It goes without saying that the increasingly vociferous debate, conducted over the last decade, on how to define the geography and culture of Europe is directly and proportionally linked to the growing significance of the European Union. In this, it is no coincidence that the debate should surface with particular urgency whenever the question of EU enlargement comes on the agenda. Put crudely, much of this 'debate' is driven by the quest for a tidy geographical delimitation of Europe's boundaries. As such, it subsequently serves as a vantage point from which to develop an introverted vision that identifies Europe's hard kernel of cultural characteristics and historical roots and achievements in a particular and self-serving way. Within this perspective, concepts from classical antiquity, the Renaissance, the Enlightenment, the Industrial Revolution, Christianity and ideas of progress, reason, science, tolerance, liberty and democracy are often brought forward as making up the most prominent features of Europe; these are its defining foundations and characteristics. (From Greece to peace, to cut a long story short.) Often, all these attributes and qualities are construed as the pure and original creation of Europe, springing solely from Europe's 'unique creativity', which, according to historian Jean-Baptiste Duroselle, constitutes 'Europe's most striking characteristic'. (2) A preoccupation with distinct boundaries and unmixed origins can be said to permeate this conception of Europe.
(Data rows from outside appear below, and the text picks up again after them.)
//! Badge catalogue storage operations.
//!
//! Provides persistence for:
//! - Badge definitions
//! - Badge modules
//! - Badge requirements

use rusqlite::{params, Connection, OptionalExtension, Row};
use uuid::Uuid;

use crate::badges::types::{
    BadgeCategory, BadgeCompletionRule, BadgeDefinition, BadgeModule, BadgeRequirement,
    BadgeSection, BadgeStructure, ModuleCompletionRule, ModuleStructure,
};
use crate::storage::database::{get_enum, get_timestamp, get_uuid, DatabaseError};

const BADGE_COLUMNS: &str = "id, name, section, category, completion_rule, badge_family_id,
     stage_number, is_chief_scout_award, image_url, active, created_at";

const MODULE_COLUMNS: &str = "id, badge_id, name, completion_rule, required_count, display_order";

const REQUIREMENT_COLUMNS: &str =
    "id, module_id, badge_id, text, required_completions, display_order";

/// Badge store for the catalogue tree.
pub struct BadgeStore<'a> {
    conn: &'a Connection,
}

impl<'a> BadgeStore<'a> {
    /// Create a new badge store with the given connection.
    pub fn new(conn: &'a Connection) -> Self {
        Self { conn }
    }

    // ========== Badge Operations ==========

    /// Insert a new badge definition.
    pub fn insert_badge(&self, badge: &BadgeDefinition) -> Result<(), DatabaseError> {
        self.conn.execute(
            "INSERT INTO badges (id, name, section, category, completion_rule, badge_family_id,
                                 stage_number, is_chief_scout_award, image_url, active, created_at)
             VALUES (?1, ?2, ?3, ?4, ?5, ?6, ?7, ?8, ?9, ?10, ?11)",
            params![
                badge.id.to_string(),
                badge.name,
                badge.section.as_str(),
                badge.category.as_str(),
                badge.completion_rule.as_str(),
                badge.badge_family_id,
                badge.stage_number,
                badge.is_chief_scout_award,
                badge.image_url,
                badge.active,
                badge.created_at.to_rfc3339(),
            ],
        )?;
        Ok(())
    }

    /// Update a badge definition.
    pub fn update_badge(&self, badge: &BadgeDefinition) -> Result<bool, DatabaseError> {
        let updated = self.conn.execute(
            "UPDATE badges SET name = ?2, section = ?3, category = ?4, completion_rule = ?5,
                               badge_family_id = ?6, stage_number = ?7,
                               is_chief_scout_award = ?8, image_url = ?9, active = ?10
             WHERE id = ?1",
            params![
                badge.id.to_string(),
                badge.name,
                badge.section.as_str(),
                badge.category.as_str(),
                badge.completion_rule.as_str(),
                badge.badge_family_id,
                badge.stage_number,
                badge.is_chief_scout_award,
                badge.image_url,
                badge.active,
            ],
        )?;
        Ok(updated > 0)
    }

    /// Get a badge by ID.
    pub fn get_badge(&self, id: Uuid) -> Result<Option<BadgeDefinition>, DatabaseError> {
        let sql = format!("SELECT {} FROM badges WHERE id = ?1", BADGE_COLUMNS);
        Ok(self
            .conn
            .query_row(&sql, params![id.to_string()], parse_badge_row)
            .optional()?)
    }

    /// List all badges, ordered by name.
    pub fn list_badges(
        &self,
        include_inactive: bool,
    ) -> Result<Vec<BadgeDefinition>, DatabaseError> {
        let sql = format!(
            "SELECT {} FROM badges WHERE active = 1 OR ?1 ORDER BY name ASC",
            BADGE_COLUMNS
        );
        let mut stmt = self.conn.prepare(&sql)?;
        let rows = stmt.query_map(params![include_inactive], parse_badge_row)?;
        Ok(rows.collect::<Result<Vec<_>, _>>()?)
    }

    /// List the stages of a staged family, lowest stage first.
    pub fn list_family(&self, family_id: &str) -> Result<Vec<BadgeDefinition>, DatabaseError> {
        let sql = format!(
            "SELECT {} FROM badges WHERE badge_family_id = ?1 ORDER BY stage_number ASC",
            BADGE_COLUMNS
        );
        let mut stmt = self.conn.prepare(&sql)?;
        let rows = stmt.query_map(params![family_id], parse_badge_row)?;
        Ok(rows.collect::<Result<Vec<_>, _>>()?)
    }

    // ========== Module Operations ==========

    /// Insert a new module.
    pub fn insert_module(&self, module: &BadgeModule) -> Result<(), DatabaseError> {
        self.conn.execute(
            "INSERT INTO badge_modules
                 (id, badge_id, name, completion_rule, required_count, display_order)
             VALUES (?1, ?2, ?3, ?4, ?5, ?6)",
            params![
                module.id.to_string(),
                module.badge_id.to_string(),
                module.name,
                module.completion_rule.as_str(),
                module.required_count,
                module.order,
            ],
        )?;
        Ok(())
    }

    /// Get a module by ID.
    pub fn get_module(&self, id: Uuid) -> Result<Option<BadgeModule>, DatabaseError> {
        let sql = format!("SELECT {} FROM badge_modules WHERE id = ?1", MODULE_COLUMNS);
        Ok(self
            .conn
            .query_row(&sql, params![id.to_string()], parse_module_row)
            .optional()?)
    }

    /// List a badge's modules in display order.
    pub fn list_modules(&self, badge_id: Uuid) -> Result<Vec<BadgeModule>, DatabaseError> {
        let sql = format!(
            "SELECT {} FROM badge_modules WHERE badge_id = ?1 ORDER BY display_order ASC, name ASC",
            MODULE_COLUMNS
        );
        let mut stmt = self.conn.prepare(&sql)?;
        let rows = stmt.query_map(params![badge_id.to_string()], parse_module_row)?;
        Ok(rows.collect::<Result<Vec<_>, _>>()?)
    }

    // ========== Requirement Operations ==========

    /// Insert a new requirement.
    pub fn insert_requirement(&self, requirement: &BadgeRequirement) -> Result<(), DatabaseError> {
        self.conn.execute(
            "INSERT INTO badge_requirements
                 (id, module_id, badge_id, text, required_completions, display_order)
             VALUES (?1, ?2, ?3, ?4, ?5, ?6)",
            params![
                requirement.id.to_string(),
                requirement.module_id.to_string(),
                requirement.badge_id.to_string(),
                requirement.text,
                requirement.completions_needed(),
                requirement.order,
            ],
        )?;
        Ok(())
    }

    /// Get a requirement by ID.
    pub fn get_requirement(&self, id: Uuid) -> Result<Option<BadgeRequirement>, DatabaseError> {
        let sql = format!(
            "SELECT {} FROM badge_requirements WHERE id = ?1",
            REQUIREMENT_COLUMNS
        );
        Ok(self
            .conn
            .query_row(&sql, params![id.to_string()], parse_requirement_row)
            .optional()?)
    }

    /// List a module's requirements in display order.
    pub fn list_module_requirements(
        &self,
        module_id: Uuid,
    ) -> Result<Vec<BadgeRequirement>, DatabaseError> {
        let sql = format!(
            "SELECT {} FROM badge_requirements WHERE module_id = ?1 ORDER BY display_order ASC",
            REQUIREMENT_COLUMNS
        );
        let mut stmt = self.conn.prepare(&sql)?;
        let rows = stmt.query_map(params![module_id.to_string()], parse_requirement_row)?;
        Ok(rows.collect::<Result<Vec<_>, _>>()?)
    }

    /// Set a requirement's display order.
    pub fn set_requirement_order(&self, id: Uuid, order: u32) -> Result<(), DatabaseError> {
        self.conn.execute(
            "UPDATE badge_requirements SET display_order = ?2 WHERE id = ?1",
            params![id.to_string(), order],
        )?;
        Ok(())
    }

    /// Load a badge together with its module and requirement tree.
    pub fn load_structure(&self, badge_id: Uuid) -> Result<Option<BadgeStructure>, DatabaseError> {
        let Some(badge) = self.get_badge(badge_id)? else {
            return Ok(None);
        };

        let mut modules = Vec::new();
        for module in self.list_modules(badge_id)? {
            let requirements = self.list_module_requirements(module.id)?;
            modules.push(ModuleStructure {
                module,
                requirements,
            });
        }

        Ok(Some(BadgeStructure { badge, modules }))
    }
}

/// Parse a database row into a BadgeDefinition.
fn parse_badge_row(row: &Row<'_>) -> rusqlite::Result<BadgeDefinition> {
    Ok(BadgeDefinition {
        id: get_uuid(row, 0)?,
        name: row.get(1)?,
        section: get_enum(row, 2, "badge section", BadgeSection::from_str)?,
        category: get_enum(row, 3, "badge category", BadgeCategory::from_str)?,
        completion_rule: get_enum(row, 4, "badge completion rule", BadgeCompletionRule::from_str)?,
        badge_family_id: row.get(5)?,
        stage_number: row.get(6)?,
        is_chief_scout_award: row.get(7)?,
        image_url: row.get(8)?,
        active: row.get(9)?,
        created_at: get_timestamp(row, 10)?,
    })
}

/// Parse a database row into a BadgeModule.
fn parse_module_row(row: &Row<'_>) -> rusqlite::Result<BadgeModule> {
    Ok(BadgeModule {
        id: get_uuid(row, 0)?,
        badge_id: get_uuid(row, 1)?,
        name: row.get(2)?,
        completion_rule: get_enum(
            row,
            3,
            "module completion rule",
            ModuleCompletionRule::from_str,
        )?,
        required_count: row.get(4)?,
        order: row.get(5)?,
    })
}

/// Parse a database row into a BadgeRequirement.
fn parse_requirement_row(row: &Row<'_>) -> rusqlite::Result<BadgeRequirement> {
    Ok(BadgeRequirement {
        id: get_uuid(row, 0)?,
        module_id: get_uuid(row, 1)?,
        badge_id: get_uuid(row, 2)?,
        text: row.get(3)?,
        required_completions: row.get(4)?,
        order: row.get(5)?,
    })
}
There is an abundance of statements available that reflect the prevalence of this perspective during the 1990s. The following provide just a small selection from a wealth of similar claims. For example, the view of former EU mediator and British foreign secretary David Owen on the status of Turkey serves as a telling illustration: 'Well, we don't have to let Turkey in. You have to have clarity about where the boundaries of Europe are, and the boundaries of Europe are not on the Turkish-Iranian border.' (3) In a similar vein, on the matter of Russia and the 'Asians', columnist Peter Millar (writing for the now discontinued newspaper The European) declared:

It is on the eastern front that the problem becomes acute. First and foremost, there is the matter of Russia. In purely geophysical terms the only valid continent is Eurasia. The problem is that it is simply too big. Also, ethnically, there is a distinct difference between Europeans and Asians. (4)
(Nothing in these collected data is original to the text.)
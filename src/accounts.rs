//! Leader accounts and roles.
//!
//! Accounts are the actors behind awarding, stock changes and manual badge
//! completion. Only admins may push stock below zero.

use chrono::{DateTime, Utc};
use rusqlite::{params, Connection, OptionalExtension, Row};
use serde::{Deserialize, Serialize};
use uuid::Uuid;

use crate::storage::database::{get_enum, get_timestamp, get_uuid};
use crate::storage::DatabaseError;

/// Account role.
#[derive(Debug, Clone, Copy, PartialEq, Eq, PartialOrd, Ord, Serialize, Deserialize)]
#[serde(rename_all = "snake_case")]
pub enum Role {
    /// Parent or helper with read access
    Member,
    Leader,
    Admin,
}

impl Role {
    pub fn as_str(&self) -> &'static str {
        match self {
            Role::Member => "member",
            Role::Leader => "leader",
            Role::Admin => "admin",
        }
    }

    pub fn from_str(s: &str) -> Option<Self> {
        match s {
            "member" => Some(Role::Member),
            "leader" => Some(Role::Leader),
            "admin" => Some(Role::Admin),
            _ => None,
        }
    }
}

/// A user account that can act on member records.
#[derive(Debug, Clone, PartialEq, Serialize, Deserialize)]
pub struct LeaderAccount {
    pub id: Uuid,
    pub email: String,
    pub display_name: String,
    pub role: Role,
    pub created_at: DateTime<Utc>,
}

impl LeaderAccount {
    pub fn new(email: &str, display_name: &str, role: Role) -> Self {
        Self {
            id: Uuid::new_v4(),
            email: email.trim().to_lowercase(),
            display_name: display_name.trim().to_string(),
            role,
            created_at: Utc::now(),
        }
    }

    /// Leaders and admins may record progress and hand out badges.
    pub fn is_leader(&self) -> bool {
        self.role >= Role::Leader
    }

    pub fn is_admin(&self) -> bool {
        self.role == Role::Admin
    }
}

/// Manager for leader accounts.
pub struct AccountManager<'a> {
    conn: &'a Connection,
}

impl<'a> AccountManager<'a> {
    /// Create a new account manager with a database connection.
    pub fn new(conn: &'a Connection) -> Self {
        Self { conn }
    }

    /// Create an account.
    pub fn create(&self, account: &LeaderAccount) -> Result<(), AccountError> {
        if account.display_name.is_empty() {
            return Err(AccountError::ValidationError(
                "Display name is required".to_string(),
            ));
        }
        if !account.email.contains('@') {
            return Err(AccountError::ValidationError(format!(
                "Invalid email address: {}",
                account.email
            )));
        }
        if self.find_by_email(&account.email)?.is_some() {
            return Err(AccountError::Duplicate(format!(
                "An account already exists for {}",
                account.email
            )));
        }

        self.conn
            .execute(
                "INSERT INTO accounts (id, email, display_name, role, created_at)
                 VALUES (?1, ?2, ?3, ?4, ?5)",
                params![
                    account.id.to_string(),
                    account.email,
                    account.display_name,
                    account.role.as_str(),
                    account.created_at.to_rfc3339(),
                ],
            )
            .map_err(DatabaseError::from)?;

        Ok(())
    }

    /// Get an account by ID.
    pub fn get(&self, id: Uuid) -> Result<Option<LeaderAccount>, AccountError> {
        self.conn
            .query_row(
                "SELECT id, email, display_name, role, created_at FROM accounts WHERE id = ?1",
                params![id.to_string()],
                parse_account_row,
            )
            .optional()
            .map_err(|e| DatabaseError::from(e).into())
    }

    /// Find an account by email (case-insensitive).
    pub fn find_by_email(&self, email: &str) -> Result<Option<LeaderAccount>, AccountError> {
        self.conn
            .query_row(
                "SELECT id, email, display_name, role, created_at FROM accounts WHERE email = ?1",
                params![email.trim().to_lowercase()],
                parse_account_row,
            )
            .optional()
            .map_err(|e| DatabaseError::from(e).into())
    }

    /// Promote a member account to leader.
    ///
    /// Promoting an account that is already a leader (or admin) is rejected
    /// and nothing is written.
    pub fn promote_to_leader(&self, id: Uuid) -> Result<LeaderAccount, AccountError> {
        let mut account = self.get(id)?.ok_or(AccountError::NotFound(id))?;

        if account.is_leader() {
            return Err(AccountError::Duplicate(format!(
                "{} is already a {}",
                account.display_name,
                account.role.as_str()
            )));
        }

        self.conn
            .execute(
                "UPDATE accounts SET role = ?2 WHERE id = ?1",
                params![id.to_string(), Role::Leader.as_str()],
            )
            .map_err(DatabaseError::from)?;

        tracing::info!("Promoted {} to leader", account.display_name);
        account.role = Role::Leader;
        Ok(account)
    }
}

/// Parse a database row into a LeaderAccount.
fn parse_account_row(row: &Row<'_>) -> rusqlite::Result<LeaderAccount> {
    Ok(LeaderAccount {
        id: get_uuid(row, 0)?,
        email: row.get(1)?,
        display_name: row.get(2)?,
        role: get_enum(row, 3, "role", Role::from_str)?,
        created_at: get_timestamp(row, 4)?,
    })
}

/// Account management errors.
#[derive(Debug, thiserror::Error)]
pub enum AccountError {
    #[error("Database error: {0}")]
    DatabaseError(#[from] DatabaseError),

    #[error("Validation error: {0}")]
    ValidationError(String),

    #[error("Duplicate: {0}")]
    Duplicate(String),

    #[error("Account not found: {0}")]
    NotFound(Uuid),
}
But it is not only the boundaries of Europe that have to be delimited; the same process is at work in the quest for Europe's origins. Duroselle's extensive work Europe." a history of its peoples--a book proudly sponsored by the European Commission and promoted as essential reading for all Europeans--merits attention in this respect, engrossed as it is in the concept of a purely European fountainhead. 'All we know is that the original inhabitants of western Europe were white-skinned, barely touched by the Mongol invasions--or by Asian and African immigration until after the end of World War II.' (5)

Given that many of the most prevalent assertions arising out of and informing this debate have fallen on fertile soil within the EU's most prominent institutions and among its most influential actors, and been promoted there, the implications are serious. What is at stake is a definition of current and future citizens of the EU, of 'Europeans', that is premised on ties to a European ancestral state, Christianity and other ethno-cultural markers. To put it differently, such a definition promotes, by default, an understanding of EU citizenship and identity that pertains exclusively to a transnational white ethnicity and hence ostracises the millions of EU inhabitants who cannot lay claim to the ethno-cultural heritage in question. The seriousness and significance of this definitional enterprise are further underscored once we realise that the very same people who fail to pass as 'Europeans' also get stigmatised as 'problems', 'burdens'--even 'threats'--and lumped together, as they increasingly are, in the racialised and criminalised category of (illegal) immigrants.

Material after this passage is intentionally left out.